Tuesday, January 23, 2024

Secondary Importance

According to NPR, "[New Hampshire] could be the last stand for Republicans who don't want Donald Trump to be their nominee again. There likely won't be another opportunity with such a moderate Republican electorate."

Personally, I think the Never Trumpers' last stand was likely some months, if not some years, ago. Donald Trump has pretty much had ownership of the Republican electorate since he first won the Republican nomination for President, and those people who felt that he was bad for the party and/or the nation have never mounted a genuinely serious challenge to that ownership. And that includes Nikki Haley's alleged run for the White House. I'm no more convinced (and haven't been, at any point in this process) that her goal was "Haley '24." Rather, like Ron DeSantis and Tim Scott, this was about positioning herself for the presumed post-Trump landscape of 2028. And even that presumes that Trump doesn't simply anoint a "Mini-Me" like Vivek Ramaswamy to carry the baton forward for him.

So the idea that "there likely won't be another opportunity" presumes that New Hampshire is, itself, an opportunity for someone to come across as an actual competitor to Mr. Trump. Given all of the ink that has been spilled on the idea that even when the Republican field was reasonably large, the only candidates who were attempting to make the point that Donald Trump would not be a good President were people like Chris Christie, who were "running" specifically to make that point, this seems predicated on some large, but otherwise quiet, well of anti-Trump sentiment in the party; people who couldn't be bothered to actively support one of the many alternatives who threw their hats into the ring, but are now going to coalesce out of the woodwork to propel Nikki Haley to a primary victory.

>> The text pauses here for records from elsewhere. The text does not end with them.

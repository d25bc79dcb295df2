//! Feedload Common Library
//!
//! Shared types, error handling, and logging setup for the feedload
//! workspace.
//!
//! - **Error Handling**: the [`FeedloadError`] taxonomy and `Result` alias
//! - **Logging**: `tracing`-based logging configuration and initialization

pub mod error;
pub mod logging;

// Re-export commonly used types
pub use error::{DbError, FeedloadError, Result};
//! Feed header metadata and decoded row types.

use serde::{Deserialize, Serialize};

/// A decoded data record: field values aligned to the feed's columns.
/// `None` is a SQL NULL; primary-key fields are never `None` (empty
/// primary-key values stay empty strings so the key remains comparable).
pub type Row = Vec<Option<String>>;

/// Export mode declared in the feed header.
#[derive(Debug, Clone, Copy, PartialEq, Eq, Serialize, Deserialize)]
pub enum ExportMode {
    /// The feed carries a complete snapshot of the table.
    Full,
    /// The feed carries rows superseding those in an existing table.
    Incremental,
}

impl ExportMode {
    /// Parse the header tag value. Anything other than the incremental
    /// marker is treated as a full export.
    pub fn from_tag(value: &str) -> Self {
        if value.eq_ignore_ascii_case("INCREMENTAL") {
            ExportMode::Incremental
        } else {
            ExportMode::Full
        }
    }
}

/// Declared type names that hold date/time values and need textual
/// normalization before insert.
pub const DATE_TYPES: &[&str] = &["DATE", "DATETIME", "TIME", "TIMESTAMP"];

/// Declared type names that hold numeric values and need sanitization
/// of stray non-numeric characters.
pub const NUMBER_TYPES: &[&str] = &["INTEGER", "INT", "BIGINT", "TINYINT"];

/// Structured header metadata extracted from the first records of a feed.
#[derive(Debug, Clone)]
pub struct FeedMetadata {
    /// Ordered column names (unique).
    pub column_names: Vec<String>,
    /// Declared data types, 1:1 with `column_names`, after feed-specific
    /// overrides and the dialect type remap.
    pub data_types: Vec<String>,
    /// Primary-key column names (subset of `column_names`, possibly empty).
    pub primary_key: Vec<String>,
    /// Indexes of the primary-key columns within `column_names`.
    pub primary_key_indexes: Vec<usize>,
    /// Export mode declared in the header.
    pub export_mode: ExportMode,
    /// Record count estimated from the compressed file size. A strategy
    /// heuristic only; never trusted for correctness.
    pub records_expected: u64,
    /// Indexes of columns classified as date/time types.
    pub date_columns: Vec<usize>,
    /// Indexes of columns classified as numeric types.
    pub number_columns: Vec<usize>,
}

impl FeedMetadata {
    /// Trim the decoded schema to `count` columns. Used when the target
    /// table has fewer columns than the feed declares: extra trailing
    /// feed columns are dropped, never an error.
    pub fn trim_columns(&mut self, count: usize) {
        self.column_names.truncate(count);
    }
}
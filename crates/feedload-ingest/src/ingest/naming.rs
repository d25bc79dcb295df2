//! Table-name derivation from feed file paths.

use std::path::Path;

/// The set of table names used by one ingest: the live table plus the
/// derived working names.
#[derive(Debug, Clone, PartialEq, Eq)]
pub struct TableNames {
    /// Live table the ingest targets.
    pub live: String,
    /// Staging table for full ingests, swapped in on completion.
    pub tmp: String,
    /// Staging table for incremental union merges.
    pub inc: String,
    /// Union table merging live and incremental rows.
    pub union: String,
    /// Previous live table, kept briefly during the swap.
    pub old: String,
}

impl TableNames {
    /// Derive the table names for a feed file.
    ///
    /// The base name is the file name with its extension stripped and
    /// hyphens replaced by underscores. A prefix is joined with an
    /// underscore unless it already ends with a dot, in which case it
    /// acts as a schema qualifier.
    pub fn derive(path: impl AsRef<Path>, prefix: Option<&str>) -> Self {
        let path = path.as_ref();
        let file_name = path
            .file_name()
            .map(|s| s.to_string_lossy().into_owned())
            .unwrap_or_default();
        // Everything after the first dot is extension; compressed feeds
        // can carry more than one.
        let stem = file_name.split('.').next().unwrap_or_default();
        let base = stem.replace('-', "_");

        let live = match prefix {
            Some(p) if !p.is_empty() => {
                if p.ends_with('.') {
                    format!("{}{}", p, base)
                } else {
                    format!("{}_{}", p, base)
                }
            }
            _ => base,
        };

        Self {
            tmp: format!("{}_tmp", live),
            inc: format!("{}_inc", live),
            union: format!("{}_un", live),
            old: format!("{}_old", live),
            live,
        }
    }
}
//! Ingest configuration.
//!
//! Values come from defaults, the environment (`FEEDLOAD_*` variables),
//! or builder-style overrides, in that order of precedence.

use serde::{Deserialize, Serialize};

use feedload_common::{FeedloadError, Result};

use crate::db::Dialect;

fn default_db_host() -> String {
    "localhost".to_string()
}

fn default_db_user() -> String {
    "feedload".to_string()
}

fn default_db_name() -> String {
    "feedload".to_string()
}

fn default_record_delim() -> String {
    "\u{2}\n".to_string()
}

fn default_field_delim() -> String {
    "\u{1}".to_string()
}

fn default_batch_size() -> usize {
    10_000
}

fn default_union_threshold() -> u64 {
    500_000
}

fn default_connections() -> u32 {
    8
}

/// Settings for one ingest run. All fields have working defaults except
/// the database password, which should come from the environment.
#[derive(Debug, Clone, Serialize, Deserialize)]
#[serde(default)]
pub struct IngestConfig {
    /// Database server host.
    pub db_host: String,
    /// Database user.
    pub db_user: String,
    /// Database password.
    pub db_password: String,
    /// Database (catalog) name.
    pub db_name: String,
    /// Backend dialect.
    pub dialect: Dialect,
    /// Prefix joined onto derived table names. A trailing dot makes the
    /// prefix a schema qualifier instead of a name prefix.
    pub table_prefix: Option<String>,
    /// Byte sequence terminating each record.
    pub record_delim: String,
    /// Byte sequence separating fields within a record.
    pub field_delim: String,
    /// Records per INSERT batch.
    pub batch_size: usize,
    /// Expected-record count at or above which incremental ingests use
    /// the staged union-merge strategy instead of in-place updates.
    pub union_threshold: u64,
    /// Database sessions in the connection pool, and the width of the
    /// concurrent batch pool where the dialect allows it.
    pub connections: u32,
}

impl Default for IngestConfig {
    fn default() -> Self {
        Self {
            db_host: default_db_host(),
            db_user: default_db_user(),
            db_password: String::new(),
            db_name: default_db_name(),
            dialect: Dialect::default(),
            table_prefix: None,
            record_delim: default_record_delim(),
            field_delim: default_field_delim(),
            batch_size: default_batch_size(),
            union_threshold: default_union_threshold(),
            connections: default_connections(),
        }
    }
}

impl IngestConfig {
    /// Build a configuration from `FEEDLOAD_*` environment variables
    /// layered over the defaults.
    pub fn from_env() -> Result<Self> {
        let settings = config::Config::builder()
            .add_source(config::Environment::with_prefix("FEEDLOAD"))
            .build()
            .map_err(|e| FeedloadError::Config(e.to_string()))?;
        settings
            .try_deserialize()
            .map_err(|e| FeedloadError::Config(e.to_string()))
    }

    pub fn with_db_host(mut self, host: impl Into<String>) -> Self {
        self.db_host = host.into();
        self
    }

    pub fn with_db_user(mut self, user: impl Into<String>) -> Self {
        self.db_user = user.into();
        self
    }

    pub fn with_db_password(mut self, password: impl Into<String>) -> Self {
        self.db_password = password.into();
        self
    }

    pub fn with_db_name(mut self, name: impl Into<String>) -> Self {
        self.db_name = name.into();
        self
    }

    pub fn with_dialect(mut self, dialect: Dialect) -> Self {
        self.dialect = dialect;
        self
    }

    pub fn with_table_prefix(mut self, prefix: impl Into<String>) -> Self {
        self.table_prefix = Some(prefix.into());
        self
    }

    pub fn with_batch_size(mut self, batch_size: usize) -> Self {
        self.batch_size = batch_size;
        self
    }

    pub fn with_union_threshold(mut self, threshold: u64) -> Self {
        self.union_threshold = threshold;
        self
    }

    pub fn with_connections(mut self, connections: u32) -> Self {
        self.connections = connections;
        self
    }

    /// Schema named by the table prefix, if the prefix is a schema
    /// qualifier (contains a dot).
    pub fn schema_name(&self) -> Option<String> {
        let prefix = self.table_prefix.as_deref()?;
        let (schema, _) = prefix.split_once('.')?;
        if schema.is_empty() {
            None
        } else {
            Some(schema.to_string())
        }
    }
}

#[cfg(test)]
mod tests {
    use super::*;

    #[test]
    fn test_defaults() {
        let cfg = IngestConfig::default();
        assert_eq!(cfg.db_host, "localhost");
        assert_eq!(cfg.record_delim, "\u{2}\n");
        assert_eq!(cfg.field_delim, "\u{1}");
        assert_eq!(cfg.batch_size, 10_000);
        assert_eq!(cfg.union_threshold, 500_000);
        assert_eq!(cfg.connections, 8);
        assert_eq!(cfg.dialect, Dialect::Postgresql);
    }

    #[test]
    fn test_builders() {
        let cfg = IngestConfig::default()
            .with_dialect(Dialect::Mysql)
            .with_batch_size(500)
            .with_union_threshold(0)
            .with_table_prefix("feeds.");
        assert_eq!(cfg.dialect, Dialect::Mysql);
        assert_eq!(cfg.batch_size, 500);
        assert_eq!(cfg.union_threshold, 0);
        assert_eq!(cfg.table_prefix.as_deref(), Some("feeds."));
    }

    #[test]
    fn test_schema_name() {
        assert_eq!(
            IngestConfig::default()
                .with_table_prefix("feeds.")
                .schema_name()
                .as_deref(),
            Some("feeds")
        );
        assert_eq!(
            IngestConfig::default()
                .with_table_prefix("prod")
                .schema_name(),
            None
        );
        assert_eq!(IngestConfig::default().schema_name(), None);
    }
}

I completely understand wanting this to be a story. After all, polls have been reported as saying that voters don't want to relitigate Biden versus Trump. But Democrats are willing to have President Biden be the nominee again (due to their woefully thin bench of other possibilities) and Republicans have been enthusiastic about Donald Trump carrying their grievances forward. Casting any part of primaries as worth the attention requires ignoring those facts.